• 24-APR-2018

A new start through football

#EqualGame Netherlands
Working at football clubs brings former prisoners back into society

Jules Rasoelbaks has had a long path towards redemption and the 48 year-old from the Netherlands has been using football, his personal history within the justice system, and his ability to relate to people to help former prisoners restart their lives.  

Every month, as part of its #EqualGame campaign, UEFA is focusing on a person from one of its 55 member associations. This person will be an example of how football promotes inclusion, accessibility and diversity; his or her story will exemplify how disability, religion, sexuality, ethnicity and social background are no barriers to playing and enjoying football.

“I have a way with people, I find it easy to relate to them,” says Jules Rasoelbaks – a respected coordinator with De Hoop, a rehabilitation centre based in Dordrecht in the Netherlands that helps people with a drugs addiction or mental health issue to reintegrate into society.

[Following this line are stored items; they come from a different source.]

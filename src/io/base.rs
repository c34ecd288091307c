use crate::error::{PopError, PushError};
use std::time::Duration;

/// Producing capability of a queue endpoint.
///
/// A module declares the capability it needs per endpoint, not the concrete
/// channel type; both halves of [`SpscQueue`](crate::io::SpscQueue)
/// implement one of these seams.
pub trait QueueSink<T: Send>: Send {
    /// Endpoint name, for logs and diagnostics.
    fn name(&self) -> &str;

    /// Move `value` into the queue, waiting at most `timeout` for room.
    /// On timeout the value comes back inside the error.
    fn push_wait_for(&mut self, value: T, timeout: Duration) -> Result<(), PushError<T>>;

    /// Single non-blocking attempt.
    fn push(&mut self, value: T) -> Result<(), PushError<T>> {
        self.push_wait_for(value, Duration::ZERO)
    }

    /// Copying form for callers that still need the value afterwards.
    /// Distinct from the moving form by signature, never by a runtime branch.
    fn push_clone_wait_for(&mut self, value: &T, timeout: Duration) -> Result<(), PushError<T>>
    where
        T: Clone,
    {
        self.push_wait_for(value.clone(), timeout)
    }
}

/// Consuming capability of a queue endpoint.
pub trait QueueSource<T: Send>: Send {
    /// Endpoint name, for logs and diagnostics.
    fn name(&self) -> &str;

    /// Wait at most `timeout` for a value. Timeout is an outcome, not a fault.
    fn pop_wait_for(&mut self, timeout: Duration) -> Result<T, PopError>;

    /// Single non-blocking attempt.
    fn pop(&mut self) -> Result<T, PopError> {
        self.pop_wait_for(Duration::ZERO)
    }
}
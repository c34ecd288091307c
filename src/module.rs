use crate::config::ModuleSpec;
use crate::error::InitError;
use crate::io::QueueRegistry;
use crate::telemetry::Collector;
use ahash::AHashMap;
use serde_json::Value;

/// Contract every processing module implements.
///
/// Modules are constructed once during topology initialization, live for
/// the whole run, and are torn down in `cleanup`. Errors cross this
/// boundary as `anyhow`; the manager folds them into the command-error
/// taxonomy.
pub trait DaqModule: Send {
    /// Unique module name; the manager indexes the registry by it.
    fn name(&self) -> &str;

    /// Command ids this module responds to. Empty slice: responds to any.
    fn commands(&self) -> &[&str] {
        &[]
    }

    /// Whether the module can accept a command right now.
    fn ready(&self) -> bool {
        true
    }

    /// Apply one routed command.
    fn execute(&mut self, state: &str, cmd: &str, payload: &Value) -> anyhow::Result<()>;

    /// Contribute to a telemetry snapshot. A failure here is logged by the
    /// manager and the module's contribution skipped; it never aborts the
    /// aggregation.
    fn report(&mut self, collector: &mut Collector, level: u32) -> anyhow::Result<()> {
        let _ = (collector, level);
        Ok(())
    }

    /// Controlled teardown; best-effort, invoked in reverse registration
    /// order.
    fn teardown(&mut self) -> anyhow::Result<()> {
        Ok(())
    }
}

impl std::fmt::Debug for dyn DaqModule {
    fn fmt(&self, f: &mut std::fmt::Formatter<'_>) -> std::fmt::Result {
        f.debug_struct("DaqModule")
            .field("name", &self.name())
            .finish_non_exhaustive()
    }
}

/// Factory that binds a declared module spec to a concrete implementation,
/// claiming its queue endpoints on the way.
pub type ModuleFactory =
    Box<dyn Fn(&ModuleSpec, &mut QueueRegistry) -> anyhow::Result<Box<dyn DaqModule>> + Send + Sync>;

/// Map of module kind to factory, populated by explicit registration at
/// startup. Keeps configuration-declared kind strings late-bound to
/// concrete types without any reflection.
#[derive(Default)]
pub struct ModuleRegistry {
    factories: AHashMap<String, ModuleFactory>,
}

impl ModuleRegistry {
    pub fn new() -> Self {
        Self::default()
    }

    /// Register a factory for `kind`. Last registration wins, which lets
    /// tests shadow a production kind.
    pub fn register<F>(&mut self, kind: impl Into<String>, factory: F)
    where
        F: Fn(&ModuleSpec, &mut QueueRegistry) -> anyhow::Result<Box<dyn DaqModule>>
            + Send
            + Sync
            + 'static,
    {
        self.factories.insert(kind.into(), Box::new(factory));
    }

    pub fn with<F>(mut self, kind: impl Into<String>, factory: F) -> Self
    where
        F: Fn(&ModuleSpec, &mut QueueRegistry) -> anyhow::Result<Box<dyn DaqModule>>
            + Send
            + Sync
            + 'static,
    {
        self.register(kind, factory);
        self
    }

    /// Construct the module declared by `spec`.
    pub fn create(
        &self,
        spec: &ModuleSpec,
        queues: &mut QueueRegistry,
    ) -> Result<Box<dyn DaqModule>, InitError> {
        let factory = self
            .factories
            .get(&spec.kind)
            .ok_or_else(|| InitError::UnknownKind {
                module: spec.name.clone(),
                kind: spec.kind.clone(),
            })?;

        factory(spec, queues).map_err(|source| InitError::Construction {
            module: spec.name.clone(),
            source,
        })
    }
}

One of his projects revolves around working closely with FC Dordrecht – who play in the second tier of Dutch football. “I’m an emotional person and, from the first moment, I have seen that we belong with the club.” We are one of them, and that is how they feel too.” Together with the club he helps former prisoners to gain working experience in maintenance or as hosts and match day stewards – acknowledging that this is “very important to them, as they have to rebuild their lives.” The ultimate goal is to help them to develop towards a paid job.

“You can’t just walk up to someone on the street and say, ‘Hey, you have to help me’," says Rasoelbaks – an outward going man and somebody who is incredibly serious and sincere when it comes to his faith and his job. He speaks with enthusiasm when discussing the initiatives that De Hoop is undertaking at the football club. “FC Dordrecht has embraced us,” he explains. “To be able to cooperate in such a way that you are simply appreciated, recognised and treated as a fully-fledged person. That just gives a very good feeling to anyone.”

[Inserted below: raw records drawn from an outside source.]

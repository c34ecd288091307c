pub use base::*;
pub use registry::*;
pub use spsc::*;

mod base;
mod registry;
mod spsc;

Rasoelbaks has first-hand experience of the difficulties faced in trying to make a new start. He was sent to prison on seven occasions, and was a drug addict for 22 years. He has now been clean for almost a decade, and his work at De Hoop revolves around three roles: “as a bridge builder, ally and representative.”

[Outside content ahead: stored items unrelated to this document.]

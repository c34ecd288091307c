use anyhow::Context;
use std::str::FromStr;
use tracing::Level;
use tracing_appender::non_blocking::WorkerGuard;
use tracing_appender::rolling::{RollingFileAppender, Rotation};

/// Logging setup for a daqrt process.
///
/// Environment variables: `DAQRT_LOG_LEVEL`, `DAQRT_LOG_DIR`,
/// `DAQRT_LOG_PREFIX`, `DAQRT_LOG_ROLLING` (`daily`/`hourly`/`minutely`).
#[derive(Debug, Clone, serde::Deserialize, serde::Serialize)]
pub struct LogConfig {
    pub level: String,
    pub file_dir: Option<String>,
    pub file_prefix: Option<String>,
    pub rolling: Option<String>,
    #[serde(default)]
    pub max_files: usize,
}

impl LogConfig {
    pub fn from_env() -> Self {
        Self {
            level: std::env::var("DAQRT_LOG_LEVEL").unwrap_or_else(|_| "info".to_string()),
            file_dir: std::env::var("DAQRT_LOG_DIR").ok(),
            file_prefix: std::env::var("DAQRT_LOG_PREFIX").ok(),
            rolling: std::env::var("DAQRT_LOG_ROLLING").ok(),
            max_files: 2,
        }
    }

    fn rotation(&self) -> Rotation {
        match self.rolling.as_deref() {
            Some("hourly") => Rotation::HOURLY,
            Some("minutely") => Rotation::MINUTELY,
            _ => Rotation::DAILY,
        }
    }

    /// Install the global tracing subscriber. Keep the returned guard alive
    /// for the lifetime of the process when logging to files.
    pub fn init(&self) -> anyhow::Result<Option<WorkerGuard>> {
        let level = Level::from_str(&self.level).unwrap_or(Level::INFO);

        let Some(dir) = self.file_dir.as_deref() else {
            let _ = tracing_subscriber::fmt().with_max_level(level).try_init();
            return Ok(None);
        };

        let appender: RollingFileAppender = RollingFileAppender::builder()
            .rotation(self.rotation())
            .max_log_files(self.max_files.max(1))
            .filename_prefix(self.file_prefix.as_deref().unwrap_or(""))
            .build(dir)
            .with_context(|| format!("failed to create rolling appender in {dir}"))?;

        let (writer, guard) = tracing_appender::non_blocking(appender);
        let _ = tracing_subscriber::fmt()
            .with_max_level(level)
            .with_writer(writer)
            .try_init();

        tracing::info!(dir, rotation = ?self.rolling, "logging to rolling files");
        Ok(Some(guard))
    }
}

impl Default for LogConfig {
    fn default() -> Self {
        Self {
            level: "info".to_string(),
            file_dir: None,
            file_prefix: None,
            rolling: Some("daily".to_string()),
            max_files: 2,
        }
    }
}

“I have learned that my biggest weapon is my tongue, daring to talk about the things I think about, about what is going on, how I feel,” he says. “It is also about showing your vulnerabilities, even as a role model.”

Football has always held a prominent position in Rasoelbaks’ life. “I was pretty good at playing football – I had talent,” he remembers. He also sees the powerful role that the sport can play in reintegration processes. “We have a football tournament every month at the rehabilitation centre, where the boys can unleash their energy. It gives them some time to unwind and, for a short while, be away from therapy,” he explains. “Everyone plays together, including the staff, which creates togetherness. Emotions run high - and that shows the power of football.”

The Dutch Justice and Security Ministry has been backing the initiative to reintegrate prisoners into society, through its own programme ‘Work through Sport.’ At present, 54 participants have managed to find work through the project, with 35 clubs, including FC Dordrecht, involved in the project.

“‘Work through Sport’ considers this to be a win-win situation,” emphasises Gerko Brink, who is leading the project. “The cooperation with the clubs has been established in order to create an innovative and sustainable way to help prisoners into finding a workplace.” 

“However, the most important success factor is the new social network for a prisoner,” he adds. “A football club is often a warm nest, a clean social network, and prisoners feel like they belong somewhere.”